Your task:
Everything from the first line below through the line with "pub view_proj: [[f32;" is to be transcribed exactly, and nothing past it.

Source data:
*** Begin section ***

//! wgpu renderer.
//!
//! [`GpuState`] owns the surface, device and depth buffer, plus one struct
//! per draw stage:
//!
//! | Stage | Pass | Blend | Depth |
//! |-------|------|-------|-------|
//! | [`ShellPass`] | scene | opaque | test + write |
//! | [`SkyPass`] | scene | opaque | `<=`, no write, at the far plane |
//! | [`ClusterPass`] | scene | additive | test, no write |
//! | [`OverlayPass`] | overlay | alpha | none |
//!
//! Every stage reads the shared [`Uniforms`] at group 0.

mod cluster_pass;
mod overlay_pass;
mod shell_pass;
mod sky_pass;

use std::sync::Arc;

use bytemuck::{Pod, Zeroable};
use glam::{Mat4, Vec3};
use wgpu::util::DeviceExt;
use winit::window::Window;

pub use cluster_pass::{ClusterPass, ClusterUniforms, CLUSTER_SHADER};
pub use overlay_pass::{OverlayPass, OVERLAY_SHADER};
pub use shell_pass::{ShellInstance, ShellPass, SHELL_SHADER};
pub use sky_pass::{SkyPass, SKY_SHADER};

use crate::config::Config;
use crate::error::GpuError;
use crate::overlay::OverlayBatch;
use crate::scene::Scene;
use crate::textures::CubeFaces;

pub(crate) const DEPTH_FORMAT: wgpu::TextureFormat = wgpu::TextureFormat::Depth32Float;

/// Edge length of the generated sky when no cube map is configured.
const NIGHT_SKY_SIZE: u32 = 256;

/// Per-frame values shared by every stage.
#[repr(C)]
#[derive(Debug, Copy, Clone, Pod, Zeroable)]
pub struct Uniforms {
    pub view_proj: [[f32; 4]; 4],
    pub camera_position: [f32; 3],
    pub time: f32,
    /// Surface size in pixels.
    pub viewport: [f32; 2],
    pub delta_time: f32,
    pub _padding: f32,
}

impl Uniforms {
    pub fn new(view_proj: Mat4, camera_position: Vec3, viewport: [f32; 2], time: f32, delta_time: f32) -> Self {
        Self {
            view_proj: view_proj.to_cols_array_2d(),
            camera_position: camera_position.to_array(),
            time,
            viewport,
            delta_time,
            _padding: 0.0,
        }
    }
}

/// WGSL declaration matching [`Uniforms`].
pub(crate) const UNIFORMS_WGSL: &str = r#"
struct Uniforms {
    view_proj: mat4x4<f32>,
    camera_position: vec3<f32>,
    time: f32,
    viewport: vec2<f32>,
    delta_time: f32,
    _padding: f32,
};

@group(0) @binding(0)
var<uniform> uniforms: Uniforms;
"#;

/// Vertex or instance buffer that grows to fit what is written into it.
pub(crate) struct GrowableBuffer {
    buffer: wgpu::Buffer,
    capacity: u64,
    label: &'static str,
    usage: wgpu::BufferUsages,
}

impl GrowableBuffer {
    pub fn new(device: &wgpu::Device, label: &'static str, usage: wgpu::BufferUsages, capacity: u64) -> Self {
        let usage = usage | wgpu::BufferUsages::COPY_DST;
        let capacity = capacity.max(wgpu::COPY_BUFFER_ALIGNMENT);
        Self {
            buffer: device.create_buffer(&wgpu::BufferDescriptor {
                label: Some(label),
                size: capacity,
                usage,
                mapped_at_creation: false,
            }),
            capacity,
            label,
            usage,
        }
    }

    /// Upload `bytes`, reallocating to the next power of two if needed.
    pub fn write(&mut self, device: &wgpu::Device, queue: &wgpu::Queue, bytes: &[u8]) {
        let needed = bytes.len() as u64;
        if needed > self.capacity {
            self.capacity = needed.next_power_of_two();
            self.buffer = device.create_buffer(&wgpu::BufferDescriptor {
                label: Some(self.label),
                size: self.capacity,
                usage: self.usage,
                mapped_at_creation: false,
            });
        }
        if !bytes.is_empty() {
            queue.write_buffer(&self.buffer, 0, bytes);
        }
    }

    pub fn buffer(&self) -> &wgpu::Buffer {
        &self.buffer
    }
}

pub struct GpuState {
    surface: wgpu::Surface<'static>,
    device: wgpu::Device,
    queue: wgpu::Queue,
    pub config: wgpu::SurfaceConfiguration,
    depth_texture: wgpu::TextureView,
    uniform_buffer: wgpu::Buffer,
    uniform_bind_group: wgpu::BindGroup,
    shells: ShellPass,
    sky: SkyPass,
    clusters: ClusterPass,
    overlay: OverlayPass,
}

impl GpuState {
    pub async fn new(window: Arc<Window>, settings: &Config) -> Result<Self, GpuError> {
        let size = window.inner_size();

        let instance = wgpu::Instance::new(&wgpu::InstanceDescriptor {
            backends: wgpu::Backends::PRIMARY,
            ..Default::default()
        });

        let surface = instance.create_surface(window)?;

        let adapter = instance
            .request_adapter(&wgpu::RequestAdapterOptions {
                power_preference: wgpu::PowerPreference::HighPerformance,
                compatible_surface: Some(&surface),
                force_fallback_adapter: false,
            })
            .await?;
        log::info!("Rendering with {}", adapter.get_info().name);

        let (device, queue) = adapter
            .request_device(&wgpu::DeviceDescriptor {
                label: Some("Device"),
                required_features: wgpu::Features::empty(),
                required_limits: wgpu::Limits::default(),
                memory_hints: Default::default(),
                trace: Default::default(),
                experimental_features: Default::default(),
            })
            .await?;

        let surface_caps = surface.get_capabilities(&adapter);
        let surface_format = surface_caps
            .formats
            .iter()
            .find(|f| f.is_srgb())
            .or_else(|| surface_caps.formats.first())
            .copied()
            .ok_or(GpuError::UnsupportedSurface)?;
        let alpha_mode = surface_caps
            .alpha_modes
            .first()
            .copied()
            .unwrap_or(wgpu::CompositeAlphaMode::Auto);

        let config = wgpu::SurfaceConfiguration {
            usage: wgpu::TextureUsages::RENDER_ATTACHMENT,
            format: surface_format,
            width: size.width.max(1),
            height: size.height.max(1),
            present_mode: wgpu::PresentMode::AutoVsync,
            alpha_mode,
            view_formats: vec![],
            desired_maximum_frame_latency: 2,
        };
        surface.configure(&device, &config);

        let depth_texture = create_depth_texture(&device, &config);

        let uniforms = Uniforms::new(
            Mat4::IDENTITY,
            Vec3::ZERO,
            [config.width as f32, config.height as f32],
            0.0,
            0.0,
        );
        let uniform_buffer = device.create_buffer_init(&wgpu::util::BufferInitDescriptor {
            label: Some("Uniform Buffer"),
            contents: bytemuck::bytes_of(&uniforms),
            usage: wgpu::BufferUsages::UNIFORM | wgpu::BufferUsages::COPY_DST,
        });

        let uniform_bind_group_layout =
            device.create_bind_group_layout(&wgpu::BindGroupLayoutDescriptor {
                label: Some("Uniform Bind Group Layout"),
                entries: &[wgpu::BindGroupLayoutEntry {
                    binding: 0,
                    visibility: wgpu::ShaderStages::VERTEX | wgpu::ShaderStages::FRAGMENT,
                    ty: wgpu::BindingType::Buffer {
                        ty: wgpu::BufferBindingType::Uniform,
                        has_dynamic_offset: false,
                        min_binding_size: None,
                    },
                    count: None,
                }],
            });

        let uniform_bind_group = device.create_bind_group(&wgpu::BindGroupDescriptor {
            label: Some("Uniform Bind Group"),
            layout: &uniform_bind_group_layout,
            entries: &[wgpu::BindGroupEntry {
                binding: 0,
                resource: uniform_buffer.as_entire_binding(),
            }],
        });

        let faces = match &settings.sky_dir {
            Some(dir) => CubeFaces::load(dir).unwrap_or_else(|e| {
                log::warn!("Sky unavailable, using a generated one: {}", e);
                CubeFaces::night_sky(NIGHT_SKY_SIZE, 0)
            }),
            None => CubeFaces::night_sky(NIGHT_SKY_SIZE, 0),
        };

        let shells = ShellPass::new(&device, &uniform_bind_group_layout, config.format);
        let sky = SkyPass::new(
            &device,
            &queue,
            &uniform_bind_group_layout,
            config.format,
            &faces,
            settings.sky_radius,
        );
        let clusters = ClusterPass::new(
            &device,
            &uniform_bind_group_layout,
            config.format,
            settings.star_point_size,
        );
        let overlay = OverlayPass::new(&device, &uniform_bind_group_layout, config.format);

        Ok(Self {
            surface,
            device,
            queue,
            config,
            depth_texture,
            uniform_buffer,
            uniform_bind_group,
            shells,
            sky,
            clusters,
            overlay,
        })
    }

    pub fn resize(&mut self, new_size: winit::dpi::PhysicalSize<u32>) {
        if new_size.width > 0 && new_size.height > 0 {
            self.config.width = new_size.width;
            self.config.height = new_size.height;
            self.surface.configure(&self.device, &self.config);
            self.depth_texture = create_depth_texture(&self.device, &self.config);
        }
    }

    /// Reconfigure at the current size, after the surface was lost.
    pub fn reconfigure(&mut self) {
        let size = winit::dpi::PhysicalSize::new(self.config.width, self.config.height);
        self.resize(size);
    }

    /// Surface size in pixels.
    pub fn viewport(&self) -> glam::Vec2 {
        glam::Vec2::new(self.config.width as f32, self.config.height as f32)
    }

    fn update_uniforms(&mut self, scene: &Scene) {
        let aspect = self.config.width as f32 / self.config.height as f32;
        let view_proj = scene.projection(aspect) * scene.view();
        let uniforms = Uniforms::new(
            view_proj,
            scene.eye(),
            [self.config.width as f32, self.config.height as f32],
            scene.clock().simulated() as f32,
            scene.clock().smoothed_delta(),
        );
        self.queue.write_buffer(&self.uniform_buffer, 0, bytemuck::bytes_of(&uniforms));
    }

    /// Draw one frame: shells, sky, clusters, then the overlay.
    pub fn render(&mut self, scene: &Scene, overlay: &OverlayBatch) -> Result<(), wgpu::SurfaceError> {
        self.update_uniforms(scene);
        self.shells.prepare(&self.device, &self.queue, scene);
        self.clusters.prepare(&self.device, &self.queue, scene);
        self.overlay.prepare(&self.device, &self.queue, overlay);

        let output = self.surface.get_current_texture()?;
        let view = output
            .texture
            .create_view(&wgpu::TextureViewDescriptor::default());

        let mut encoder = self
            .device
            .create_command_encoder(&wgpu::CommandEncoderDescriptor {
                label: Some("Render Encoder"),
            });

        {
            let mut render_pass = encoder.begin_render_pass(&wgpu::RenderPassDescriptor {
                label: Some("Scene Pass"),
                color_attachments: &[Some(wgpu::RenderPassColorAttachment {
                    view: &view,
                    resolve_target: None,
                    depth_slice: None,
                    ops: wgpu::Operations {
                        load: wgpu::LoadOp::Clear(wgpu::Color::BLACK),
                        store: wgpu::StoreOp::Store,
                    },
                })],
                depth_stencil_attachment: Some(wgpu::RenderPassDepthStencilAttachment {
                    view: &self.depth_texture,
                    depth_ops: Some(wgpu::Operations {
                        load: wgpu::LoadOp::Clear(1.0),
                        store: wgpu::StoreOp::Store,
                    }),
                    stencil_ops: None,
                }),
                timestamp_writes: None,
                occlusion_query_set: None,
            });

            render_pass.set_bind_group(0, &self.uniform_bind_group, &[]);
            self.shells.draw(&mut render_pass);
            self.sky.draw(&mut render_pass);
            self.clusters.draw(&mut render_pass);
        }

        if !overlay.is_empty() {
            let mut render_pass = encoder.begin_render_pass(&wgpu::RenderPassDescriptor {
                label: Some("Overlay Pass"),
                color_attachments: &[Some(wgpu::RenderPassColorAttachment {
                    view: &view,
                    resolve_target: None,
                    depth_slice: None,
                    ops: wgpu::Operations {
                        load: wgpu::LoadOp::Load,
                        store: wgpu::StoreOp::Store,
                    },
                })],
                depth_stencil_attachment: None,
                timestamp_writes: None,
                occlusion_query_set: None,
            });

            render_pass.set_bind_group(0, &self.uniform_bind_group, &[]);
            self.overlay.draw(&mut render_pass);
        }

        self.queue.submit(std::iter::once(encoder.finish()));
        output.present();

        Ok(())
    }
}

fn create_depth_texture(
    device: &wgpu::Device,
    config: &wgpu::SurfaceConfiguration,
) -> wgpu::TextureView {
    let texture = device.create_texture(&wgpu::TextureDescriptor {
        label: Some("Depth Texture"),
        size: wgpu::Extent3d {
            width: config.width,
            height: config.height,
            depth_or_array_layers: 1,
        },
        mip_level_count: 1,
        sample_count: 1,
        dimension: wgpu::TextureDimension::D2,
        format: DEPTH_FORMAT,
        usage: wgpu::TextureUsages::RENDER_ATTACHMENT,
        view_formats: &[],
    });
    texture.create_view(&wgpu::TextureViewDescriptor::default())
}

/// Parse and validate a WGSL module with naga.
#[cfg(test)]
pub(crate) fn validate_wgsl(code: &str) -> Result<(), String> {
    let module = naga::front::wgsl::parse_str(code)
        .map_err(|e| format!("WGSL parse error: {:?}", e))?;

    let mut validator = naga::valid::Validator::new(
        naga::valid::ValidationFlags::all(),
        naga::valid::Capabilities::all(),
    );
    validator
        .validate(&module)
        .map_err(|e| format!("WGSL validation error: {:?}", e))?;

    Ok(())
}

*** End section ***

Answer to the exercise:
//! wgpu renderer.
//!
//! [`GpuState`] owns the surface, device and depth buffer, plus one struct
//! per draw stage:
//!
//! | Stage | Pass | Blend | Depth |
//! |-------|------|-------|-------|
//! | [`ShellPass`] | scene | opaque | test + write |
//! | [`SkyPass`] | scene | opaque | `<=`, no write, at the far plane |
//! | [`ClusterPass`] | scene | additive | test, no write |
//! | [`OverlayPass`] | overlay | alpha | none |
//!
//! Every stage reads the shared [`Uniforms`] at group 0.

mod cluster_pass;
mod overlay_pass;
mod shell_pass;
mod sky_pass;

use std::sync::Arc;

use bytemuck::{Pod, Zeroable};
use glam::{Mat4, Vec3};
use wgpu::util::DeviceExt;
use winit::window::Window;

pub use cluster_pass::{ClusterPass, ClusterUniforms, CLUSTER_SHADER};
pub use overlay_pass::{OverlayPass, OVERLAY_SHADER};
pub use shell_pass::{ShellInstance, ShellPass, SHELL_SHADER};
pub use sky_pass::{SkyPass, SKY_SHADER};

use crate::config::Config;
use crate::error::GpuError;
use crate::overlay::OverlayBatch;
use crate::scene::Scene;
use crate::textures::CubeFaces;

pub(crate) const DEPTH_FORMAT: wgpu::TextureFormat = wgpu::TextureFormat::Depth32Float;

/// Edge length of the generated sky when no cube map is configured.
const NIGHT_SKY_SIZE: u32 = 256;

/// Per-frame values shared by every stage.
#[repr(C)]
#[derive(Debug, Copy, Clone, Pod, Zeroable)]
pub struct Uniforms {
    pub view_proj: [[f32; 4]; 4],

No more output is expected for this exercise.